In the middle of Ireland’s Highway M18 near the Shannon Airport, stands a hawthorn tree. Nothing much to look at. It resembles a random and overgrown bush. But it is always pointed out to tourists.
The tree is a “fairy tree” and in the 1990s changed the planned path of this major Irish road. Highway engineers had deemed their chosen path the most efficient. However, local folklorists objected to the desecration of this shrub because it was believed to be a magical gathering place for clans of “fairies” — spirits that bring luck or misfortune.
A debate ensued. The County Council sided with the fairy believers and the road was re-routed around the tree. This at a cost of millions and a 10-year delay. Non-believers were unhappy and after the road was opened, someone took an axe to the tree leaving only splinters. But alas, the next spring brought new growth and the bush in its renewed glory still graces the roadside.

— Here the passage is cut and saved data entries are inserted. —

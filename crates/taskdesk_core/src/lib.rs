//! Core domain logic for taskdesk.
//! This crate is the single source of truth for task and reminder state.

pub mod clock;
pub mod config;
pub mod logging;
pub mod model;
pub mod notification;
pub mod query;
pub mod store;

pub use clock::{Clock, FixedClock, SystemClock};
pub use config::{ConfigError, ConfigResult, StoreConfig, DEFAULT_CATEGORIES};
pub use logging::{default_log_level, init_logging, logging_status};
pub use model::notification::{Notification, NotificationId, NotificationReason};
pub use model::task::{
    FieldError, Task, TaskDraft, TaskId, TaskPatch, TaskPriority, TaskStatus, ValidationErrors,
};
pub use notification::derive::{classify_due_date, derive_notifications};
pub use query::calendar::{tasks_due_between, tasks_due_on};
pub use query::filter::{filter_tasks, TaskFilter};
pub use query::overdue::{end_of_day, is_overdue, overdue_tasks};
pub use store::events::{StoreEvent, SubscriptionId};
pub use store::task_store::{StoreError, StoreResult, TaskStore};

/// Returns the core crate version.
pub fn core_version() -> &'static str {
    env!("CARGO_PKG_VERSION")
}
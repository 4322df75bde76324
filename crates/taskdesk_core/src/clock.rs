//! Time source abstraction.
//!
//! # Responsibility
//! - Provide "now" to the store so due-date logic can be driven in tests.
//!
//! # Invariants
//! - `now_local` is local wall-clock time; due dates are compared against it.
//! - `now_utc` is used for record timestamps only.

use chrono::{DateTime, Duration, Local, NaiveDate, NaiveDateTime, TimeZone, Utc};
use std::cell::Cell;
use std::rc::Rc;

/// Source of the current time for store operations.
pub trait Clock {
    /// Current local wall-clock time.
    fn now_local(&self) -> NaiveDateTime;

    /// Current instant, used for `created_at` stamps.
    fn now_utc(&self) -> DateTime<Utc>;

    /// Current local calendar date.
    fn today(&self) -> NaiveDate {
        self.now_local().date()
    }
}

/// Operating-system clock.
#[derive(Debug, Clone, Copy, Default)]
pub struct SystemClock;

impl Clock for SystemClock {
    fn now_local(&self) -> NaiveDateTime {
        Local::now().naive_local()
    }

    fn now_utc(&self) -> DateTime<Utc> {
        Utc::now()
    }
}

/// Manually driven clock.
///
/// Clones share the same instant, so a test can keep a handle and move time
/// after handing the clock to a store.
#[derive(Debug, Clone)]
pub struct FixedClock {
    now: Rc<Cell<NaiveDateTime>>,
}

impl FixedClock {
    pub fn new(now: NaiveDateTime) -> Self {
        Self {
            now: Rc::new(Cell::new(now)),
        }
    }

    pub fn set(&self, now: NaiveDateTime) {
        self.now.set(now);
    }

    pub fn advance(&self, by: Duration) {
        self.now.set(self.now.get() + by);
    }
}

impl Clock for FixedClock {
    fn now_local(&self) -> NaiveDateTime {
        self.now.get()
    }

    // Fixed instants carry no zone; they are stamped as if local == UTC.
    fn now_utc(&self) -> DateTime<Utc> {
        Utc.from_utc_datetime(&self.now.get())
    }
}

#[cfg(test)]
mod tests {
    use super::{Clock, FixedClock};
    use chrono::{Duration, NaiveDate};

    #[test]
    fn fixed_clock_clones_share_time() {
        let start = NaiveDate::from_ymd_opt(2026, 10, 19)
            .and_then(|date| date.and_hms_opt(23, 30, 0))
            .unwrap();
        let clock = FixedClock::new(start);
        let handle = clock.clone();

        handle.advance(Duration::hours(1));

        assert_eq!(clock.now_local(), start + Duration::hours(1));
        assert_eq!(clock.today(), NaiveDate::from_ymd_opt(2026, 10, 20).unwrap());
    }
}
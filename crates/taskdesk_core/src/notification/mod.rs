//! Notification derivation from task due dates.
//!
//! # Responsibility
//! - Turn the task collection into "due today" / "overdue" reminders.
//! - Merge new reminders without touching existing ones.

pub mod derive;
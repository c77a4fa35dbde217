//! Infrastructure adapters. Implement outbound ports.
//!
//! Local SQLite, in-memory, hosted PostgREST backend, clocks, file export.
//! Map errors to DomainError.

pub mod backend;
pub mod clock;
pub mod export;
pub mod persistence;
//! Application use cases. Orchestrate domain logic via ports.

pub mod dashboard_service;
pub mod journal_service;
pub mod pregnancy_service;
pub mod reminder_service;
pub mod trend_service;

pub use dashboard_service::{DashboardOverview, DashboardService};
pub use journal_service::JournalService;
pub use pregnancy_service::PregnancyService;
pub use reminder_service::ReminderService;
pub use trend_service::TrendService;
//! Weight and blood-pressure trends over a pregnancy's checkups.

use crate::adapters::export::{ExportedFiles, write_trend_csv};
use crate::domain::trends::{build_trends, summarize_weight};
use crate::domain::{
    Checkup, DomainError, ListOrder, SortDirection, TrendSeries, WeightSummary,
};
use crate::ports::RecordStore;
use std::path::Path;
use std::sync::Arc;

pub struct TrendService {
    checkups: Arc<dyn RecordStore<Checkup>>,
}

impl TrendService {
    pub fn new(checkups: Arc<dyn RecordStore<Checkup>>) -> Self {
        Self { checkups }
    }

    /// Both series, oldest checkup first.
    pub async fn trends(&self, pregnancy_id: &str) -> Result<TrendSeries, DomainError> {
        let checkups = self
            .checkups
            .list(pregnancy_id, ListOrder::by_date(SortDirection::Ascending))
            .await?;
        Ok(build_trends(&checkups))
    }

    /// `None` when no checkup has a weight.
    pub async fn weight_summary(
        &self,
        pregnancy_id: &str,
    ) -> Result<Option<WeightSummary>, DomainError> {
        let series = self.trends(pregnancy_id).await?;
        Ok(summarize_weight(&series.weight))
    }

    pub async fn export_csv(
        &self,
        pregnancy_id: &str,
        dir: impl AsRef<Path>,
    ) -> Result<ExportedFiles, DomainError> {
        let series = self.trends(pregnancy_id).await?;
        write_trend_csv(dir, pregnancy_id, &series).await
    }
}
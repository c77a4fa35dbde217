//! Reminder partitioning and status by date.

use crate::domain::entities::Reminder;
use chrono::NaiveDate;
use serde::Serialize;

/// Reminders split by completion, each side in input order.
#[derive(Debug, Clone, Default, PartialEq, Serialize)]
pub struct ReminderPartition {
    pub upcoming: Vec<Reminder>,
    pub completed: Vec<Reminder>,
}

/// Splits reminders into open (`upcoming`) and done (`completed`). Stable.
pub fn partition_reminders(reminders: &[Reminder]) -> ReminderPartition {
    let (completed, upcoming): (Vec<Reminder>, Vec<Reminder>) =
        reminders.iter().cloned().partition(|r| r.is_completed);
    ReminderPartition {
        upcoming,
        completed,
    }
}

#[derive(Debug, Clone, Copy, PartialEq, Eq, Serialize)]
#[serde(rename_all = "lowercase")]
pub enum ReminderStatus {
    Completed,
    /// Open and dated before today.
    Overdue,
    /// Open and dated today.
    Due,
    Upcoming,
}

impl ReminderStatus {
    pub fn of(reminder: &Reminder, today: NaiveDate) -> Self {
        if reminder.is_completed {
            ReminderStatus::Completed
        } else if reminder.reminder_date < today {
            ReminderStatus::Overdue
        } else if reminder.reminder_date == today {
            ReminderStatus::Due
        } else {
            ReminderStatus::Upcoming
        }
    }
}

/// Open reminders dated before `today`, in input order.
pub fn overdue(reminders: &[Reminder], today: NaiveDate) -> Vec<Reminder> {
    reminders
        .iter()
        .filter(|r| ReminderStatus::of(r, today) == ReminderStatus::Overdue)
        .cloned()
        .collect()
}

/// Open reminders on or after `as_of`, ascending by date, at most `limit`.
///
/// Same selection `ReminderStore::list_upcoming` applies in the store.
pub fn select_upcoming(reminders: &[Reminder], as_of: NaiveDate, limit: usize) -> Vec<Reminder> {
    let mut open: Vec<Reminder> = reminders
        .iter()
        .filter(|r| !r.is_completed && r.reminder_date >= as_of)
        .cloned()
        .collect();
    open.sort_by(|a, b| {
        a.reminder_date
            .cmp(&b.reminder_date)
            .then_with(|| a.created_at.cmp(&b.created_at))
            .then_with(|| a.id.cmp(&b.id))
    });
    open.truncate(limit);
    open
}

#[cfg(test)]
mod tests {
    use super::*;
    use crate::domain::entities::ReminderType;
    use chrono::{TimeZone, Utc};

    fn d(y: i32, m: u32, day: u32) -> NaiveDate {
        NaiveDate::from_ymd_opt(y, m, day).unwrap()
    }

    fn reminder(id: &str, date: NaiveDate, done: bool) -> Reminder {
        let created = Utc.with_ymd_and_hms(2024, 1, 1, 12, 0, 0).unwrap();
        Reminder {
            id: id.to_string(),
            pregnancy_id: "p1".to_string(),
            reminder_date: date,
            reminder_type: ReminderType::Checkup,
            title: format!("reminder {}", id),
            description: None,
            location: None,
            is_completed: done,
            completed_at: done.then_some(created),
            created_at: created,
        }
    }

    #[test]
    fn test_partition_keeps_order_and_counts() {
        let input = vec![
            reminder("a", d(2024, 3, 1), false),
            reminder("b", d(2024, 2, 1), true),
            reminder("c", d(2024, 4, 1), false),
            reminder("d", d(2024, 1, 1), true),
            reminder("e", d(2024, 5, 1), false),
        ];
        let parts = partition_reminders(&input);
        assert_eq!(parts.upcoming.len() + parts.completed.len(), input.len());
        let up: Vec<&str> = parts.upcoming.iter().map(|r| r.id.as_str()).collect();
        let done: Vec<&str> = parts.completed.iter().map(|r| r.id.as_str()).collect();
        assert_eq!(up, ["a", "c", "e"]);
        assert_eq!(done, ["b", "d"]);
        assert!(parts.upcoming.iter().all(|r| !r.is_completed));
        assert!(parts.completed.iter().all(|r| r.is_completed));
    }

    #[test]
    fn test_partition_empty() {
        assert_eq!(partition_reminders(&[]), ReminderPartition::default());
    }

    #[test]
    fn test_status_by_date() {
        let today = d(2024, 3, 10);
        assert_eq!(
            ReminderStatus::of(&reminder("a", d(2024, 3, 9), false), today),
            ReminderStatus::Overdue
        );
        assert_eq!(
            ReminderStatus::of(&reminder("b", today, false), today),
            ReminderStatus::Due
        );
        assert_eq!(
            ReminderStatus::of(&reminder("c", d(2024, 3, 11), false), today),
            ReminderStatus::Upcoming
        );
        assert_eq!(
            ReminderStatus::of(&reminder("d", d(2024, 3, 1), true), today),
            ReminderStatus::Completed
        );
    }

    #[test]
    fn test_overdue_skips_completed() {
        let today = d(2024, 3, 10);
        let input = vec![
            reminder("a", d(2024, 3, 1), true),
            reminder("b", d(2024, 3, 2), false),
            reminder("c", d(2024, 3, 20), false),
        ];
        let ids: Vec<String> = overdue(&input, today).into_iter().map(|r| r.id).collect();
        assert_eq!(ids, ["b"]);
    }

    #[test]
    fn test_select_upcoming_filters_sorts_and_caps() {
        let as_of = d(2024, 3, 10);
        let input = vec![
            reminder("late", d(2024, 6, 1), false),
            reminder("past", d(2024, 3, 9), false),
            reminder("done", d(2024, 3, 12), true),
            reminder("today", as_of, false),
            reminder("soon", d(2024, 3, 11), false),
        ];
        let ids: Vec<String> = select_upcoming(&input, as_of, 2)
            .into_iter()
            .map(|r| r.id)
            .collect();
        assert_eq!(ids, ["today", "soon"]);
    }
}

The Irish tell stories of leprechauns and fairies with a wink and twinkle in the eye — especially to tourists. But the tree grew back so who knows?
This mystical spirit continues as you feel the ghosts of the past while walking through the tombs of stone age people who inhabited the island before the Egyptians built the pyramids. The Poulnabrone dolmen still stands erect in the moonscape of the Burren where ancient burials took place 5,000 years ago. That sense of history carries over to churchyards filled with Celtic crosses. Every little town seems to have a of medieval castle built to protect against the frequent invasions of the era. Those fortifications along with the inhospitality of the shoreline should have kept the Normans, Vikings and Spaniards at bay. But for hundreds of years, invaders had their way and brought with them civilizations that combined to define Ireland.
Imposing cliffs rise out of the Atlantic Ocean to form the Cliffs of Moher and the Cliffs of Kilkee. Along those dramatic landscapes are hiking paths. Some small portions of the paths are paved but most of the way is gravel or dirt. The trails have a dramatic drop off into the North Atlantic on one side and fences on the other to keep neighboring cattle from going into the briny deep. Between is the trail. It can be treacherous. It can also be exhilarating.
The Irish tourism folks came up with a name for this stretch of landscape on Ireland’s western shore — “The Wild Atlantic Way.” That description pretty much wraps up the views one gets in County Clare where we spent our time between Doolin on the coast and Ennis, a half hour inland. Both claim to be centers of traditional Irish music and both would be correct.
Doolin is a tiny fishing village that sits on the intersection of Galway Bay and the Atlantic Ocean. It is now a popular tourist destination, but still functions as a fishing port providing seafood for area restaurants. Daily boat excursions leave the Doolin Pier taking tourists to the remote Aran Islands. We were able to take such a trip on a windy Atlantic Day and got a ride like one at Great America. As we bounced about on roiling seas for a half hour, we could only imagine the voyages our ancestors took on small wooden sailboats in the 1600s.
The real magic in Ireland doesn’t come from the fairies, the graves of the ancients, the beautiful landscapes or the stories of medieval royal plots but from the music and fun that happens every night in the pubs of County Claire. As you step along the walkways, you can hear music wafting out the doorways. Step inside, pull up a stool and enjoy the craic.
Craic is pronounced “crack” and translates roughly as having a good time with friends. If you pop into an Irish pub and say “I’m looking for some good crack” you’ll start an entirely different conversation that if you do that in Chicago.
From the iconic Gus O’Conner’s in Doolin to any one of a dozen small pubs in Ennis music flows like water.
These music sessions involve one or two paid musicians and whoever else shows up to join in the fun. Usually there will be a fiddler or two, a couple of squeezeboxes (small accordions), an Irish flute or two, at least one bodhran (Irish drum) and if you’re lucky an Irish piper (uilleann pipes). These pipes are native to Ireland and have no relationship to the Highland pipes played in St. Patrick’s Day parades. Uillean pipes are played sitting down — problematic in a parade.
If you are lucky, you may venture into a small-town pub with a peat fire in a fireplace, fresh Guinness on tap and locals to chat with.
Depending on the venue, you may have a meal along with the music. But forget about corned beef. Never saw it on an Irish menu. Make way for the fish.
Ireland has some of the finest seafood in the world. It’s an island after all. Every menu at every restaurant has seafood chowder. Salmon, mussels and various fishes are as common on Irish menus as mostaccioli is at a Kenosha wedding.
Wash all that down with a Guinness and tune into a session of traditional Irish music. Enjoy the experience with friends that came with you and friends met along the way.
It’s all grand and it’s all good craic.